Task to complete
Once you find the line containing "filename src/interfaces/http.rs" in the data below, copy it and each following line exactly, up to and including the line containing "#[derive(Debug, Serialize)]", and nothing else.

---------------

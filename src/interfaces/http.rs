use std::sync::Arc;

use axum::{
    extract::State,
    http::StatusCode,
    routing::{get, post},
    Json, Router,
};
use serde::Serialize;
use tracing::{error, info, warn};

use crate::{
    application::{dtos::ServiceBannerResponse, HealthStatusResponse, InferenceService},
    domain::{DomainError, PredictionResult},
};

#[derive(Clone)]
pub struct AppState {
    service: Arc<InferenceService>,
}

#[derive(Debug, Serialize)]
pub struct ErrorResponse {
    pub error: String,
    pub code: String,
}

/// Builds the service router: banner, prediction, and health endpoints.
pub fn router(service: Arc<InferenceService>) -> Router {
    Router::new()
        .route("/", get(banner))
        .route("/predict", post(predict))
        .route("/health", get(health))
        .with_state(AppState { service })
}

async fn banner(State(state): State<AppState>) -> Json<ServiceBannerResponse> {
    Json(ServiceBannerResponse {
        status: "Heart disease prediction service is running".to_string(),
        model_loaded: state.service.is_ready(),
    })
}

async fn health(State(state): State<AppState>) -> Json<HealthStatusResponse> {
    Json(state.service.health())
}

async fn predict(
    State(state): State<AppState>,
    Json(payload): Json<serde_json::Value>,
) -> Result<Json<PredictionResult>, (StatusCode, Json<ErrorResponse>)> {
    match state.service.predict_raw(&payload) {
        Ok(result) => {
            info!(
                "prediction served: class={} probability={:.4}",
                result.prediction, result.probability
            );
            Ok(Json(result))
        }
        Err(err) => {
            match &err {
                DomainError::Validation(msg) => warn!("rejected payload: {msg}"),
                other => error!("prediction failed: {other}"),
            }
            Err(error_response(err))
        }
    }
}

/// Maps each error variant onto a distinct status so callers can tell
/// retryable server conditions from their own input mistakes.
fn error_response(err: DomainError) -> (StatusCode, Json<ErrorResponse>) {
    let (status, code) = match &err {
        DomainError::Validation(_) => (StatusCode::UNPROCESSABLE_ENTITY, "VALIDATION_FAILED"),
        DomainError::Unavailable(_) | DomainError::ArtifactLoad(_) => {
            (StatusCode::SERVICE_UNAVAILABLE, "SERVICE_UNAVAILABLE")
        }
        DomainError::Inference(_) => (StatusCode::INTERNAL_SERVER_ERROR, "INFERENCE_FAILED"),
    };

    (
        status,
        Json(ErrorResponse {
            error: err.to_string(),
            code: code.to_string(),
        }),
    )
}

---------------

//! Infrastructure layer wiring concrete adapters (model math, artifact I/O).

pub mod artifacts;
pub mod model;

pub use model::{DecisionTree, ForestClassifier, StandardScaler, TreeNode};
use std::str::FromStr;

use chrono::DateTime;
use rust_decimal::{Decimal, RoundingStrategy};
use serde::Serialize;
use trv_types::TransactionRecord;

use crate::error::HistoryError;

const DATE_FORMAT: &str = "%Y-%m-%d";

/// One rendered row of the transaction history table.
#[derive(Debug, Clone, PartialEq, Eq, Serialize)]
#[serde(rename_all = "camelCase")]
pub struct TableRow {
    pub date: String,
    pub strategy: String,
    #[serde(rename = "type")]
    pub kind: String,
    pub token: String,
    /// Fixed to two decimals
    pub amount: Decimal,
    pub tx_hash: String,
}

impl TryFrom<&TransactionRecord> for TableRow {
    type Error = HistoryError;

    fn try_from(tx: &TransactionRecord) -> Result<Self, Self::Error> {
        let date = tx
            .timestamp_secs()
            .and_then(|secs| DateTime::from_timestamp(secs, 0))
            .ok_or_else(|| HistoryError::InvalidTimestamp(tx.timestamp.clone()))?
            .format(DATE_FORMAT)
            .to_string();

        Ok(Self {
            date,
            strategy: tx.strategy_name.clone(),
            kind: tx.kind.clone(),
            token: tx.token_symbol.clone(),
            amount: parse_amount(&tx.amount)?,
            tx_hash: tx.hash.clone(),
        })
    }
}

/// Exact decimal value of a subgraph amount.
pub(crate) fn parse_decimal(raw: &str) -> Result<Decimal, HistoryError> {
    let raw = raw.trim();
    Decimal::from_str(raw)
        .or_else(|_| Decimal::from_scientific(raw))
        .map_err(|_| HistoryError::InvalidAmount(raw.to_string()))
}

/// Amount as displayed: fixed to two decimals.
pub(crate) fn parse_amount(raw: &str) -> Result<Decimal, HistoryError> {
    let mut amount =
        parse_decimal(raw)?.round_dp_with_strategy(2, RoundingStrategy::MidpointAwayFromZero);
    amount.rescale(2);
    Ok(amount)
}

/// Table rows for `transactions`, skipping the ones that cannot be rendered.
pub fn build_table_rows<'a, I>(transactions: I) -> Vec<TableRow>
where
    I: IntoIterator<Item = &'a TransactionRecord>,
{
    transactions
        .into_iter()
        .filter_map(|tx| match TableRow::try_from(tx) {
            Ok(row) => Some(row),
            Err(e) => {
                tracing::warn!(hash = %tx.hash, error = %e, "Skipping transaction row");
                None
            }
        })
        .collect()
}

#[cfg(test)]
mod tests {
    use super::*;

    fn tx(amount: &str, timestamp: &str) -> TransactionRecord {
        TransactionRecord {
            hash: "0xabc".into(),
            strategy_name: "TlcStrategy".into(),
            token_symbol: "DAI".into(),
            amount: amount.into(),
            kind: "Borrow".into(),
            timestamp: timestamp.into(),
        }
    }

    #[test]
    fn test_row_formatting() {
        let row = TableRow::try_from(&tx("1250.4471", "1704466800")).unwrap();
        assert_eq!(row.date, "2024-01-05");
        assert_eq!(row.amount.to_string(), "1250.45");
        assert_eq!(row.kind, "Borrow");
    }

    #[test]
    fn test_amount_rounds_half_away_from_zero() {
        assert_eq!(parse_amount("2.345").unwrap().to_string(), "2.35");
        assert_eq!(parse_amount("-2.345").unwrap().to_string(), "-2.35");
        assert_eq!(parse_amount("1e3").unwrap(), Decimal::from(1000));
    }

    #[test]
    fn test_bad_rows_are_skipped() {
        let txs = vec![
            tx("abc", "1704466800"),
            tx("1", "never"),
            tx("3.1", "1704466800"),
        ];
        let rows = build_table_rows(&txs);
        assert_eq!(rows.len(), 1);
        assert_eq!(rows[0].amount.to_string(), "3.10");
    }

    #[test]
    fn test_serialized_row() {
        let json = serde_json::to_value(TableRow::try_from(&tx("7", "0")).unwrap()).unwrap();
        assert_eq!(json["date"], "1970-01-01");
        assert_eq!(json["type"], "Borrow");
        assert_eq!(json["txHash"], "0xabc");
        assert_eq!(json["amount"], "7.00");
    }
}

---------------

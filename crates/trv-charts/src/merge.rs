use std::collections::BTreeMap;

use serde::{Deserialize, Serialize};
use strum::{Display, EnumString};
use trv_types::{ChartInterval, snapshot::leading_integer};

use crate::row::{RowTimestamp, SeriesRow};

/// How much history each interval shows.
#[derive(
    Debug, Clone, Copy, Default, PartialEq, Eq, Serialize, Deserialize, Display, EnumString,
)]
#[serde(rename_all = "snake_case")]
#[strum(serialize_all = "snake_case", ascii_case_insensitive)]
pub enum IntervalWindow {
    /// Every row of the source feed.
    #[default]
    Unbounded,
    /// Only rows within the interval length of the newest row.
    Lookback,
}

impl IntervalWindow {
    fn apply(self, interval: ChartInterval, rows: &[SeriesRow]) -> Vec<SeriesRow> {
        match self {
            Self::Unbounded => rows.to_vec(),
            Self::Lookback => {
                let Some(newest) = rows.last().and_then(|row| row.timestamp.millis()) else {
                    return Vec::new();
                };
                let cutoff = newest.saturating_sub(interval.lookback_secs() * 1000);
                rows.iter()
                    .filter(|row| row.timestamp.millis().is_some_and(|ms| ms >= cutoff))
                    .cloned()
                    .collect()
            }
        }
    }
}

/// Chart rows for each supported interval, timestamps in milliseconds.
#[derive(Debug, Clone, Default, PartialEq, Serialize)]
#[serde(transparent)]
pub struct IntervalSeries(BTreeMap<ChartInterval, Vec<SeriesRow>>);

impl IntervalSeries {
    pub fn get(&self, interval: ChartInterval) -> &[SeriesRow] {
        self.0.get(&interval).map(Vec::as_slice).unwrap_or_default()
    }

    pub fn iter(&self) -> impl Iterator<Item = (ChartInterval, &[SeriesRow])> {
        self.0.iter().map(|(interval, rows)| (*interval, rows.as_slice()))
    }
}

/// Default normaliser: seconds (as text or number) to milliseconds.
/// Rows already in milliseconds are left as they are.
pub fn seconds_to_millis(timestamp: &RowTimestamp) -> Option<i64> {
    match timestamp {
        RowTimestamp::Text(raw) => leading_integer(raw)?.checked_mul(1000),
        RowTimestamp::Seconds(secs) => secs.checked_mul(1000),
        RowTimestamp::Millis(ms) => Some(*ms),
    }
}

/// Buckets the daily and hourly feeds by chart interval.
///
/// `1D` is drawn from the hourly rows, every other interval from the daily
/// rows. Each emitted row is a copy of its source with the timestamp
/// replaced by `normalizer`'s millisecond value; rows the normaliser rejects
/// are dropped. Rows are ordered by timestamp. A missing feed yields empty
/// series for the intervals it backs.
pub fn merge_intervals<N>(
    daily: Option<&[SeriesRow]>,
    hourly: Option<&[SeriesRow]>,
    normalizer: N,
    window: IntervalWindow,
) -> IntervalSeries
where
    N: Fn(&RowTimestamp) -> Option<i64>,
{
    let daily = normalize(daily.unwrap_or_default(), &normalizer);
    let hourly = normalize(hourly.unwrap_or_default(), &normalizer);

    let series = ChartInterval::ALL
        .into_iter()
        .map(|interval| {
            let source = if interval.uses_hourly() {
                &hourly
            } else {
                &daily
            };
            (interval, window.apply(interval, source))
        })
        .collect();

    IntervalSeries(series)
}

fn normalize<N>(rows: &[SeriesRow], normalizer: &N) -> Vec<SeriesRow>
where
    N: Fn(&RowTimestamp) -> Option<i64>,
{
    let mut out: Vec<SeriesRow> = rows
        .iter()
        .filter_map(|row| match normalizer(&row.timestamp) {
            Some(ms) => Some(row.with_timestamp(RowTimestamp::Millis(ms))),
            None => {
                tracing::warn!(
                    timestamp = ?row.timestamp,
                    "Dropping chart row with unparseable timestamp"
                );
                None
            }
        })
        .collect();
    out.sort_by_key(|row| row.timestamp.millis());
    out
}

---------------

Task result
filename src/interfaces/http.rs
use std::sync::Arc;

use axum::{
    extract::State,
    http::StatusCode,
    routing::{get, post},
    Json, Router,
};
use serde::Serialize;
use tracing::{error, info, warn};

use crate::{
    application::{dtos::ServiceBannerResponse, HealthStatusResponse, InferenceService},
    domain::{DomainError, PredictionResult},
};

#[derive(Clone)]
pub struct AppState {
    service: Arc<InferenceService>,
}

#[derive(Debug, Serialize)]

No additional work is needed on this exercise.